PARADIS ISLAND is the enemy of humanity, so it mystifies you as to why they agreed when your doctor wrote for help. To send a ten-year-old child to the island of devils alone was grounds for a case; thankfully, they never made a fuss. It was good will, they said. You were a polished wooden horse—a deadly trap disguised as a merciful gift.

An old legend passed down generations like folklore: there was once an alliance between Marleyans and Eldians during the Rumbling. They heroically killed the leader of the genocide and later on, attempted to bridge the tensions between Paradis and the rest of the nations.

It worked—for a short time, anyway. The world went to war against Paradis again a few centuries after that. That had been around 2000 years ago.

You wonder what that must feel like. To go through hell and back, to lose everything, only to find out that hell has always been the final verdict.

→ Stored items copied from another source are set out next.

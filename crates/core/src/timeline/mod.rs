use std::sync::atomic::{AtomicU64, Ordering};
use std::sync::Arc;
use std::time::Instant;

use crate::modulation::{ModKey, Source};

/// Playback position of the global modulator, in seconds.
pub const PLAYBACK_TIME: ModKey<f64> = ModKey::new("playbackTime");
pub const PLAYING: ModKey<bool> = ModKey::new("playing");

/// Tolerance used when deciding whether playback sits at the end.
const END_EPSILON: f64 = 0.01;

/// Monotonic seconds since some fixed origin.
pub trait TimeSource: Send {
    fn now(&self) -> f64;
}

/// Wall clock backed by [`Instant`].
#[derive(Debug, Clone, Copy)]
pub struct MonotonicTime {
    origin: Instant,
}

impl MonotonicTime {
    pub fn new() -> Self {
        Self {
            origin: Instant::now(),
        }
    }
}

impl Default for MonotonicTime {
    fn default() -> Self {
        Self::new()
    }
}

impl TimeSource for MonotonicTime {
    fn now(&self) -> f64 {
        self.origin.elapsed().as_secs_f64()
    }
}

/// Hand-driven clock. Clones share the same reading.
#[derive(Debug, Clone, Default)]
pub struct ManualTime {
    bits: Arc<AtomicU64>,
}

impl ManualTime {
    pub fn new() -> Self {
        Self::default()
    }

    pub fn set(&self, seconds: f64) {
        self.bits.store(seconds.to_bits(), Ordering::Release);
    }

    pub fn advance(&self, seconds: f64) {
        self.set(self.now() + seconds);
    }
}

impl TimeSource for ManualTime {
    fn now(&self) -> f64 {
        f64::from_bits(self.bits.load(Ordering::Acquire))
    }
}

/// Owned transport for the current song.
///
/// While playing, the position follows the time source from the moment
/// playback started; while stopped it stays frozen. Positions are always
/// clamped to `[0, duration]`.
pub struct PlaybackClock {
    source: Box<dyn TimeSource>,
    start_time: f64,
    current_time: f64,
    duration: f64,
    playing: bool,
    looping: bool,
}

impl PlaybackClock {
    pub fn new(source: impl TimeSource + 'static) -> Self {
        let start_time = source.now();
        Self {
            source: Box::new(source),
            start_time,
            current_time: 0.0,
            duration: 0.0,
            playing: false,
            looping: false,
        }
    }

    pub fn now(&self) -> f64 {
        self.source.now()
    }

    pub fn duration(&self) -> f64 {
        self.duration
    }

    /// Changes the playable length, pulling the position back inside it.
    pub fn set_duration(&mut self, duration: f64) {
        self.duration = if duration.is_finite() {
            duration.max(0.0)
        } else {
            0.0
        };
        if self.current_time >= self.duration {
            self.seek(self.duration);
        } else {
            self.update();
        }
    }

    pub fn set_looping(&mut self, looping: bool) {
        self.looping = looping;
    }

    pub fn is_playing(&self) -> bool {
        self.playing
    }

    /// Starts playback, rewinding first if the position is at the end.
    pub fn start(&mut self) {
        if self.duration > 0.0 && self.current_time + END_EPSILON >= self.duration {
            self.seek(0.0);
        }
        self.playing = true;
        self.update();
    }

    pub fn stop(&mut self) {
        self.update();
        self.playing = false;
    }

    pub fn seek(&mut self, time: f64) {
        let clamped = time.clamp(0.0, self.duration);
        self.start_time = self.source.now() - clamped;
        self.current_time = clamped;
        self.update();
    }

    /// Position as of the last [`PlaybackClock::update`].
    pub fn current_time(&self) -> f64 {
        self.current_time
    }

    /// Samples the time source and returns the new position.
    pub fn update(&mut self) -> f64 {
        let now = self.source.now();
        if self.duration <= 0.0 {
            self.playing = false;
            self.current_time = 0.0;
            self.start_time = now;
        } else if self.playing {
            self.current_time = now - self.start_time;
            if self.current_time >= self.duration {
                if self.looping {
                    self.start_time = now;
                    self.current_time = 0.0;
                } else {
                    tracing::debug!(duration = self.duration, "playback reached the end");
                    self.playing = false;
                    self.current_time = self.duration;
                    self.start_time = now - self.duration;
                }
            }
        } else {
            self.start_time = now - self.current_time;
        }
        self.current_time
    }
}

impl Default for PlaybackClock {
    fn default() -> Self {
        Self::new(MonotonicTime::new())
    }
}

impl std::fmt::Debug for PlaybackClock {
    fn fmt(&self, f: &mut std::fmt::Formatter<'_>) -> std::fmt::Result {
        f.debug_struct("PlaybackClock")
            .field("current_time", &self.current_time)
            .field("duration", &self.duration)
            .field("playing", &self.playing)
            .field("looping", &self.looping)
            .finish()
    }
}

/// Modulation source for values that live outside any tile.
#[derive(Debug)]
pub struct GlobalModulator {
    source: Source,
}

impl GlobalModulator {
    pub fn new() -> Self {
        Self {
            source: Source::new("Page Sources")
                .with_property(PLAYBACK_TIME, 0.0)
                .with_property(PLAYING, false),
        }
    }

    pub fn source(&self) -> &Source {
        &self.source
    }

    /// Publishes the clock state. Stopped playback reports free-running time
    /// so time-driven effects keep animating.
    pub fn update(&self, clock: &PlaybackClock) {
        let time = if clock.is_playing() {
            clock.current_time()
        } else {
            clock.now()
        };
        self.source.set(PLAYBACK_TIME, time);
        self.source.set(PLAYING, clock.is_playing());
    }
}

impl Default for GlobalModulator {
    fn default() -> Self {
        Self::new()
    }
}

Your bags are light and the clothes you wear are simple as you lean on the starboard of the ship, not too far from the captain's sight. He eyes you with scrutiny. You're sure he's seen many passengers before, but he's probably never had to ship a sick person to heal in enemy territory.

"You Eldian or nah?" he asks in a gruff voice. He doesn't sound angry, more like he's asking if you're part of the club.

You reluctantly nod. "Marley-born Eldian."

"Bah," he says. "Marleyans, Eldians, you're all the same. You can't deny the blood of a motherland."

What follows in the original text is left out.